Walking through the struggles of this mortal life with hope fueled by faith is a glory-filled activity. It bears testimony to my trust in Him, a trust that holds firm no matter how hard I am buffeted by earthly storms. This kind of faith, the faith of a mortal being, bears what Paul once called, a “weight of glory”.
But we have this treasure in jars of clay to show that this all-surpassing power is from God and not from us. We are hard pressed on every side, but not crushed; perplexed, but not in despair; persecuted, but not abandoned; struck down, but not destroyed. We always carry around in our body the death of Jesus, so that the life of Jesus may also be revealed in our body. For we who are alive are always being given over to death for Jesus’ sake, so that His life may also be revealed in our mortal body.
Therefore we do not lose heart, but though our outer man is decaying, yet our inner man is being renewed day by day. For momentary, light affliction is producing for us an eternal weight of glory far beyond all comparison, while we look not at the things which are seen, but at the things which are not seen; for the things which are seen are temporal, but the things which are not seen are eternal.

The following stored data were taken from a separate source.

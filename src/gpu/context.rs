use std::sync::Arc;
use wgpu::{Adapter, Device, Instance, Queue, Surface, SurfaceConfiguration};
use winit::window::Window;

use crate::error::{LifeError, Result};

/// Headless GPU context: device and queue used for compute only.
///
/// Owned by whoever runs the compute work; dropping it releases the device.
pub struct GpuContext {
    pub device: Device,
    pub queue: Queue,
    pub adapter_info: wgpu::AdapterInfo,
}

impl GpuContext {
    /// Create a compute context on the best available adapter
    pub fn new() -> Result<Self> {
        pollster::block_on(Self::new_async())
    }

    async fn new_async() -> Result<Self> {
        let instance = Instance::new(&wgpu::InstanceDescriptor {
            backends: wgpu::Backends::PRIMARY,
            ..Default::default()
        });

        let adapter = instance
            .request_adapter(&wgpu::RequestAdapterOptions {
                power_preference: wgpu::PowerPreference::HighPerformance,
                compatible_surface: None,
                force_fallback_adapter: false,
            })
            .await
            .ok_or_else(|| LifeError::ComputeSubstrate("no suitable GPU adapter found".into()))?;

        let (device, queue) = request_device(&adapter, "life-grid-compute-device").await?;
        let adapter_info = adapter.get_info();
        log::info!(
            "Using GPU for compute: {} ({:?})",
            adapter_info.name,
            adapter_info.backend
        );

        Ok(Self {
            device,
            queue,
            adapter_info,
        })
    }
}

/// Windowed GPU context holding the surface the viewer presents to
pub struct SurfaceContext {
    pub surface: Surface<'static>,
    pub device: Device,
    pub queue: Queue,
    pub config: SurfaceConfiguration,
}

impl SurfaceContext {
    /// Create a rendering context for the given window
    pub async fn new(window: Arc<Window>) -> Result<Self> {
        let instance = Instance::new(&wgpu::InstanceDescriptor {
            backends: wgpu::Backends::PRIMARY,
            ..Default::default()
        });

        let surface = instance
            .create_surface(window.clone())
            .map_err(|e| LifeError::ComputeSubstrate(format!("failed to create surface: {e}")))?;

        let adapter = instance
            .request_adapter(&wgpu::RequestAdapterOptions {
                power_preference: wgpu::PowerPreference::HighPerformance,
                compatible_surface: Some(&surface),
                force_fallback_adapter: false,
            })
            .await
            .ok_or_else(|| {
                LifeError::ComputeSubstrate("no GPU adapter compatible with the window".into())
            })?;

        log::info!("Using GPU for display: {}", adapter.get_info().name);

        let (device, queue) = request_device(&adapter, "life-grid-display-device").await?;

        let size = window.inner_size();
        let config = surface
            .get_default_config(&adapter, size.width.max(1), size.height.max(1))
            .ok_or_else(|| LifeError::ComputeSubstrate("surface not supported by adapter".into()))?;

        surface.configure(&device, &config);

        Ok(Self {
            surface,
            device,
            queue,
            config,
        })
    }

    /// Handle window resize
    pub fn resize(&mut self, new_size: winit::dpi::PhysicalSize<u32>) {
        if new_size.width > 0 && new_size.height > 0 {
            self.config.width = new_size.width;
            self.config.height = new_size.height;
            self.surface.configure(&self.device, &self.config);
        }
    }

    /// Get current surface texture format
    pub fn format(&self) -> wgpu::TextureFormat {
        self.config.format
    }
}

async fn request_device(adapter: &Adapter, label: &str) -> Result<(Device, Queue)> {
    adapter
        .request_device(
            &wgpu::DeviceDescriptor {
                label: Some(label),
                required_features: wgpu::Features::empty(),
                required_limits: wgpu::Limits::default(),
                memory_hints: wgpu::MemoryHints::Performance,
            },
            None,
        )
        .await
        .map_err(|e| LifeError::ComputeSubstrate(format!("failed to create device: {e}")))
}
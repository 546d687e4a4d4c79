use std::time::Instant;

use rayon::prelude::*;

use crate::error::{LifeError, Result};
use crate::gpu::GpuSubstrate;
use crate::simulation::cell::GpuCell;
use crate::simulation::grid::Grid;
use crate::simulation::rules::evolve_cell;
use crate::simulation::stepper::Stepper;

/// Which parallel execution environment to bring up
#[derive(Clone, Copy, Debug, Default, PartialEq, Eq)]
pub enum SubstrateKind {
    /// wgpu compute shader, one invocation per cell
    #[default]
    Gpu,
    /// Dedicated rayon pool, one task per cell (None = rayon's default size)
    Threads { threads: Option<usize> },
}

/// An initialized parallel execution environment.
///
/// Created explicitly and owned by a [`ParallelStepper`]; dropping it tears
/// down the device or thread pool.
pub enum ComputeSubstrate {
    Gpu(Box<GpuSubstrate>),
    Threads(rayon::ThreadPool),
}

impl ComputeSubstrate {
    pub fn init(kind: SubstrateKind) -> Result<Self> {
        match kind {
            SubstrateKind::Gpu => Self::gpu(),
            SubstrateKind::Threads { threads } => Self::threads(threads),
        }
    }

    pub fn gpu() -> Result<Self> {
        Ok(ComputeSubstrate::Gpu(Box::new(GpuSubstrate::new()?)))
    }

    pub fn threads(threads: Option<usize>) -> Result<Self> {
        let mut builder = rayon::ThreadPoolBuilder::new()
            .thread_name(|index| format!("life-grid-worker-{index}"));
        if let Some(threads) = threads {
            builder = builder.num_threads(threads);
        }
        let pool = builder
            .build()
            .map_err(|e| LifeError::ComputeSubstrate(format!("failed to build thread pool: {e}")))?;
        log::info!("Using thread pool for compute: {} threads", pool.current_num_threads());
        Ok(ComputeSubstrate::Threads(pool))
    }

    pub fn describe(&self) -> String {
        match self {
            ComputeSubstrate::Gpu(gpu) => format!("gpu ({})", gpu.adapter_name()),
            ComputeSubstrate::Threads(pool) => format!("threads ({})", pool.current_num_threads()),
        }
    }
}

/// Stepper computing every cell as an independent unit of work.
///
/// Units only read the frozen `current` snapshot and each writes a distinct
/// cell of `next`, so no synchronization is needed between them. `step`
/// returns only after every unit has completed.
pub struct ParallelStepper {
    substrate: ComputeSubstrate,
}

impl ParallelStepper {
    pub fn new(substrate: ComputeSubstrate) -> Self {
        Self { substrate }
    }
}

impl Stepper for ParallelStepper {
    fn step(&mut self, current: &Grid, next: &mut Grid) -> Result<()> {
        current.ensure_same_dimensions(next)?;

        match &mut self.substrate {
            ComputeSubstrate::Gpu(gpu) => gpu.step(current, next),
            ComputeSubstrate::Threads(pool) => {
                let start = Instant::now();
                pool.install(|| {
                    next.cells_mut()
                        .par_iter_mut()
                        .enumerate()
                        .for_each(|(index, cell)| {
                            let (x, y) = current.coordinate(index);
                            *cell = GpuCell::new(evolve_cell(current, x, y));
                        });
                });
                log::debug!("thread pool step took {:?}", start.elapsed());
                Ok(())
            }
        }
    }

    fn name(&self) -> &'static str {
        match self.substrate {
            ComputeSubstrate::Gpu(_) => "parallel-gpu",
            ComputeSubstrate::Threads(_) => "parallel-threads",
        }
    }
}

#[cfg(test)]
mod tests {
    use super::*;
    use crate::simulation::stepper::{step_once, SequentialStepper};

    /// Sizes covering single rows/columns, sub-workgroup and non-power-of-two grids
    const SIZES: [(u32, u32); 10] = [
        (1, 1),
        (1, 9),
        (9, 1),
        (2, 2),
        (3, 3),
        (5, 7),
        (16, 16),
        (17, 33),
        (64, 48),
        (100, 75),
    ];

    fn assert_equivalent(stepper: &mut dyn Stepper) {
        let mut sequential = SequentialStepper::new();
        for (i, &(width, height)) in SIZES.iter().enumerate() {
            for probability in [0.1, 0.35, 0.5, 0.9] {
                let mut grid = Grid::random(width, height, probability, i as u64 * 31 + 7).unwrap();
                for generation in 0..4 {
                    let expected = step_once(&mut sequential, &grid).unwrap();
                    let actual = step_once(stepper, &grid).unwrap();
                    assert_eq!(
                        actual, expected,
                        "{} diverged on {}x{} p={} gen {}",
                        stepper.name(),
                        width,
                        height,
                        probability,
                        generation
                    );
                    grid = expected;
                }
            }
        }
    }

    #[test]
    fn test_threads_match_sequential() {
        let substrate = ComputeSubstrate::threads(Some(4)).unwrap();
        assert_equivalent(&mut ParallelStepper::new(substrate));
    }

    #[test]
    fn test_single_thread_pool_matches_sequential() {
        let substrate = ComputeSubstrate::threads(Some(1)).unwrap();
        assert_equivalent(&mut ParallelStepper::new(substrate));
    }

    #[test]
    fn test_gpu_matches_sequential() {
        let _ = env_logger::builder().is_test(true).try_init();
        let substrate = match ComputeSubstrate::gpu() {
            Ok(substrate) => substrate,
            Err(e) => {
                log::warn!("skipping GPU equivalence test: {}", e);
                return;
            }
        };
        assert_equivalent(&mut ParallelStepper::new(substrate));
    }

    #[test]
    fn test_gpu_handles_resize() {
        let substrate = match ComputeSubstrate::gpu() {
            Ok(substrate) => substrate,
            Err(_) => return,
        };
        let mut stepper = ParallelStepper::new(substrate);
        let small = Grid::random(8, 8, 0.5, 1).unwrap();
        let large = Grid::random(40, 20, 0.5, 2).unwrap();
        let mut sequential = SequentialStepper::new();
        assert_eq!(
            step_once(&mut stepper, &small).unwrap(),
            step_once(&mut sequential, &small).unwrap()
        );
        assert_eq!(
            step_once(&mut stepper, &large).unwrap(),
            step_once(&mut sequential, &large).unwrap()
        );
    }

    #[test]
    fn test_mismatched_output_rejected() {
        let mut stepper = ParallelStepper::new(ComputeSubstrate::threads(Some(2)).unwrap());
        let current = Grid::new(4, 4).unwrap();
        let mut next = Grid::new(5, 4).unwrap();
        assert!(matches!(
            stepper.step(&current, &mut next),
            Err(LifeError::DimensionMismatch { .. })
        ));
    }

    #[test]
    fn test_substrate_kind_init() {
        let substrate = ComputeSubstrate::init(SubstrateKind::Threads { threads: Some(3) }).unwrap();
        assert_eq!(substrate.describe(), "threads (3)");
        assert_eq!(ParallelStepper::new(substrate).name(), "parallel-threads");
    }
}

2 Corinthians 4:7-11, 16-18
I link arms with you, the “Unseen Army” of prayer warriors. I know there will be many more difficult days ahead as we fight this cancer with our little one. There is no other way but through it, refusing to relinquish our hope to any and every faith-bashing adversary. God is merciful. He has not left us alone or defenseless. The battle belongs to the Lord, and the victory is His to procure. (2 Chronicles 20:15) He is our unfailing hope and the One who provides a way through it.
Rejoice in hope, be patient in tribulation, be constant in prayer.